Russian drone strikes chimney of Estonian power station after crossing from Russian airspace
The wider context is Ukraine’s recent intensification of drone strikes on Russian oil refineries and export infrastructure. Kyiv has stepped up attacks on Russian energy targets in recent weeks, including sites close to Russia’s border with the Baltic states and Finland, in an effort to weaken Moscow’s war economy. That campaign increases the likelihood that drones, debris or electronic interference could affect nearby NATO territory even when Alliance states are not the intended target.
From a defence perspective, the significance of the latest incident lies in what it says about the operating environment on NATO’s north-eastern edge. NATO states on the eastern flank are already dealing with a mix of conventional deterrence requirements, sabotage risks, cyber pressure and repeated airspace incidents. NATO says its integrated air and missile defence system is designed to protect Allies from airborne threats including drones, and that permanent NATO air policing operates around the clock. The Alliance also says it launched Eastern Sentry in September 2025 to increase vigilance along the eastern flank, while NATO AWACS aircraft have conducted hundreds of surveillance flights over the Baltic and Black Sea regions since Russia’s full-scale invasion of Ukraine.
NATO’s own description of the eastern-flank posture shows why even apparently limited drone incidents are treated seriously. The Alliance says it is strengthening air and missile defence, expanding surveillance and intelligence-sharing, and improving rapid reinforcement plans for eastern member states. It also states that Allies have experienced increasing hostile actions including cyber attacks, sabotage and airspace violations by fighter jets and drones. In that context, each new incident feeds into a broader assessment of readiness, attribution and response thresholds.
For Estonia and Latvia, the immediate issue is not only whether a specific drone crossed a border, but whether national and Alliance systems can detect, track and assess such activity quickly enough. The challenge is operational as well as political. If the incident is accidental, governments must avoid overreaction while still demonstrating control of national airspace. If it reflects a pattern of unsafe military activity near NATO territory, it becomes part of a wider deterrence problem requiring visible Alliance attention.
There is, at present, no indication from the reporting that Estonia or Latvia were deliberately targeted. Reuters’ account points instead to the probability of drones connected to Ukrainian operations going astray. Even so, the repeated appearance of unmanned systems in or near Baltic airspace is likely to reinforce calls for stronger local surveillance, better cross-border coordination and continued NATO emphasis on air defence and early warning in the region.

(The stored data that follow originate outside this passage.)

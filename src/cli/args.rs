//! Command line argument parsing for the Microsearch CLI using clap.

use std::path::PathBuf;

use clap::{Parser, Subcommand, ValueEnum};
use serde::{Deserialize, Serialize};

use crate::search::request::DEFAULT_LIMIT;

/// Queries run by `bench` when none are given.
pub const DEFAULT_BENCH_QUERIES: &[&str] = &[
    "expert",
    "question",
    "tax",
    "audit",
    "tax audit",
    "accounting",
    "enron",
];

/// Microsearch - a minimal embeddable full-text search engine
#[derive(Parser, Debug, Clone)]
#[command(name = "microsearch")]
#[command(about = "Index files and search them with n-gram matching")]
#[command(version = env!("CARGO_PKG_VERSION"))]
#[command(long_about = None)]
pub struct MicrosearchArgs {
    /// Verbosity level (repeat for more)
    #[arg(short, long, action = clap::ArgAction::Count)]
    pub verbose: u8,

    /// Quiet mode (overrides verbose)
    #[arg(short, long)]
    pub quiet: bool,

    /// Output format
    #[arg(short = 'f', long = "format", default_value = "human")]
    pub output_format: OutputFormat,

    /// Pretty-print JSON output
    #[arg(long)]
    pub pretty: bool,

    /// Engine configuration file (JSON)
    #[arg(short, long, global = true, value_name = "CONFIG_FILE")]
    pub config: Option<PathBuf>,

    /// Subcommand to execute
    #[command(subcommand)]
    pub command: Command,
}

impl MicrosearchArgs {
    /// Get the effective verbosity level
    pub fn verbosity(&self) -> u8 {
        if self.quiet {
            0
        } else {
            match self.verbose {
                0 => 1,
                n => n + 1,
            }
        }
    }
}

/// Available CLI commands
#[derive(Subcommand, Debug, Clone)]
pub enum Command {
    /// Index files, one document per file
    Index(IndexArgs),

    /// Search an index
    Search(SearchArgs),

    /// Show index statistics
    Stats(StatsArgs),

    /// Index a corpus from scratch and time a set of queries
    Bench(BenchArgs),
}

/// Arguments for indexing files
#[derive(Parser, Debug, Clone)]
pub struct IndexArgs {
    /// Path to the index directory
    #[arg(value_name = "INDEX_PATH")]
    pub index_path: PathBuf,

    /// Files or directories to index. Directories are walked recursively.
    #[arg(value_name = "PATH", required = true, num_args = 1..)]
    pub paths: Vec<PathBuf>,

    /// Field name the file content is stored under
    #[arg(long, default_value = "text")]
    pub field: String,
}

/// Arguments for searching
#[derive(Parser, Debug, Clone)]
pub struct SearchArgs {
    /// Path to the index directory
    #[arg(value_name = "INDEX_PATH")]
    pub index_path: PathBuf,

    /// Query string
    #[arg(value_name = "QUERY")]
    pub query: String,

    /// Maximum number of results to return
    #[arg(short, long, default_value_t = DEFAULT_LIMIT)]
    pub limit: usize,

    /// Offset for pagination
    #[arg(short, long, default_value_t = 0)]
    pub offset: usize,

    /// Include stored documents in the output
    #[arg(long)]
    pub documents: bool,
}

/// Arguments for index statistics
#[derive(Parser, Debug, Clone)]
pub struct StatsArgs {
    /// Path to the index directory
    #[arg(value_name = "INDEX_PATH")]
    pub index_path: PathBuf,
}

/// Arguments for the benchmark
#[derive(Parser, Debug, Clone)]
pub struct BenchArgs {
    /// Directory holding the corpus, one document per file
    #[arg(value_name = "CORPUS_DIR")]
    pub corpus_dir: PathBuf,

    /// Index directory; wiped before the run
    #[arg(long, default_value = "/tmp/microsearch_bench")]
    pub index_dir: PathBuf,

    /// Maximum number of files to index
    #[arg(long, default_value_t = 1200)]
    pub max_docs: usize,

    /// Queries to time (repeatable)
    #[arg(long = "query", value_name = "QUERY")]
    pub queries: Vec<String>,
}

impl BenchArgs {
    /// The queries to run, falling back to [`DEFAULT_BENCH_QUERIES`].
    pub fn effective_queries(&self) -> Vec<String> {
        if self.queries.is_empty() {
            DEFAULT_BENCH_QUERIES.iter().map(|q| q.to_string()).collect()
        } else {
            self.queries.clone()
        }
    }
}

/// Output formats supported by the CLI
#[derive(ValueEnum, Debug, Clone, Copy, PartialEq, Eq, Serialize, Deserialize)]
#[serde(rename_all = "lowercase")]
pub enum OutputFormat {
    /// Human-readable format
    Human,
    /// JSON format
    Json,
}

The latest episode therefore matters less as an isolated border incident than as evidence of how the Ukraine war is affecting the security environment of neighbouring NATO states. On the eastern flank, the distinction between direct threat and operational spillover is becoming harder to manage in practice. That is why even brief or ambiguous drone activity is now treated as a matter of Alliance readiness rather than a purely local event.